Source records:
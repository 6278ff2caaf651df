use serde::Serialize;
use thiserror::Error;

use crate::retry::TransportError;

/// Errors from starting a backup or restore.
#[derive(Debug, Error)]
pub enum BackupError {
    #[error("invalid backup request: {0}")]
    InvalidRequest(String),
    #[error("invalid endpoint: {0}")]
    InvalidEndpoint(String),
    #[error(transparent)]
    Transport(#[from] TransportError),
}

/// Which collections a backup or restore covers.
/// `include` and `exclude` are mutually exclusive; both empty means all.
#[derive(Debug, Clone, Default, PartialEq, Eq)]
pub struct BackupRequest {
    pub id: String,
    pub include: Vec<String>,
    pub exclude: Vec<String>,
}

#[derive(Serialize)]
struct Body<'a> {
    #[serde(skip_serializing_if = "Option::is_none")]
    id: Option<&'a str>,
    #[serde(skip_serializing_if = "is_empty")]
    include: &'a [String],
    #[serde(skip_serializing_if = "is_empty")]
    exclude: &'a [String],
}

fn is_empty(list: &&[String]) -> bool {
    list.is_empty()
}

impl BackupRequest {
    pub fn new(id: impl Into<String>) -> Self {
        Self {
            id: id.into(),
            ..Self::default()
        }
    }

    #[must_use]
    pub fn include<I, S>(mut self, collections: I) -> Self
    where
        I: IntoIterator<Item = S>,
        S: Into<String>,
    {
        self.include.extend(collections.into_iter().map(Into::into));
        self
    }

    #[must_use]
    pub fn exclude<I, S>(mut self, collections: I) -> Self
    where
        I: IntoIterator<Item = S>,
        S: Into<String>,
    {
        self.exclude.extend(collections.into_iter().map(Into::into));
        self
    }

    /// Backup ids are lowercase `[a-z0-9_-]`, as the server requires.
    pub fn validate(&self) -> Result<(), BackupError> {
        validate_id(&self.id)?;
        if !self.include.is_empty() && !self.exclude.is_empty() {
            return Err(BackupError::InvalidRequest(
                "include and exclude are mutually exclusive".to_string(),
            ));
        }
        Ok(())
    }

    /// JSON body for `POST /v1/backups/{backend}`.
    pub(super) fn create_body(&self) -> Result<Vec<u8>, BackupError> {
        self.body(Some(&self.id))
    }

    /// JSON body for `POST /v1/backups/{backend}/{id}/restore` (id is in the path).
    pub(super) fn restore_body(&self) -> Result<Vec<u8>, BackupError> {
        self.body(None)
    }

    fn body(&self, id: Option<&str>) -> Result<Vec<u8>, BackupError> {
        serde_json::to_vec(&Body {
            id,
            include: &self.include,
            exclude: &self.exclude,
        })
        .map_err(|e| BackupError::InvalidRequest(e.to_string()))
    }
}

pub(super) fn validate_id(id: &str) -> Result<(), BackupError> {
    if id.is_empty() {
        return Err(BackupError::InvalidRequest("backup id is empty".to_string()));
    }
    if let Some(c) = id
        .chars()
        .find(|c| !(c.is_ascii_lowercase() || c.is_ascii_digit() || *c == '_' || *c == '-'))
    {
        return Err(BackupError::InvalidRequest(format!(
            "backup id {id:?} contains invalid character {c:?}"
        )));
    }
    Ok(())
}

pub(super) fn validate_backend(backend: &str) -> Result<(), BackupError> {
    if backend.is_empty() || backend.contains('/') {
        return Err(BackupError::InvalidRequest(format!(
            "invalid backend name {backend:?}"
        )));
    }
    Ok(())
}

#[cfg(test)]
mod tests {
    use super::*;

    #[test]
    fn create_body_includes_id_and_scope() {
        let req = BackupRequest::new("nightly-1").include(["Article", "Author"]);
        req.validate().unwrap();
        let body: serde_json::Value = serde_json::from_slice(&req.create_body().unwrap()).unwrap();
        assert_eq!(body["id"], "nightly-1");
        assert_eq!(body["include"], serde_json::json!(["Article", "Author"]));
        assert!(body.get("exclude").is_none());
    }

    #[test]
    fn restore_body_omits_id() {
        let req = BackupRequest::new("nightly-1").exclude(["Scratch"]);
        let body: serde_json::Value = serde_json::from_slice(&req.restore_body().unwrap()).unwrap();
        assert!(body.get("id").is_none());
        assert_eq!(body["exclude"], serde_json::json!(["Scratch"]));
    }

    #[test]
    fn include_and_exclude_conflict() {
        let req = BackupRequest::new("b").include(["A"]).exclude(["B"]);
        assert!(matches!(req.validate(), Err(BackupError::InvalidRequest(_))));
    }

    #[test]
    fn id_charset_enforced() {
        assert!(BackupRequest::new("ok_id-2").validate().is_ok());
        assert!(BackupRequest::new("").validate().is_err());
        assert!(BackupRequest::new("Upper").validate().is_err());
        assert!(BackupRequest::new("a/b").validate().is_err());
    }

    #[test]
    fn backend_name_checked() {
        assert!(validate_backend("filesystem").is_ok());
        assert!(validate_backend("").is_err());
        assert!(validate_backend("s3/x").is_err());
    }
}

DESCRIPTION OF THE TASK: Among the lines above, find those with the word "return" and list them.

OUTPUT FOR THIS EXERCISE:
            return Err(BackupError::InvalidRequest(
        return Err(BackupError::InvalidRequest("backup id is empty".to_string()));
        return Err(BackupError::InvalidRequest(format!(
        return Err(BackupError::InvalidRequest(format!(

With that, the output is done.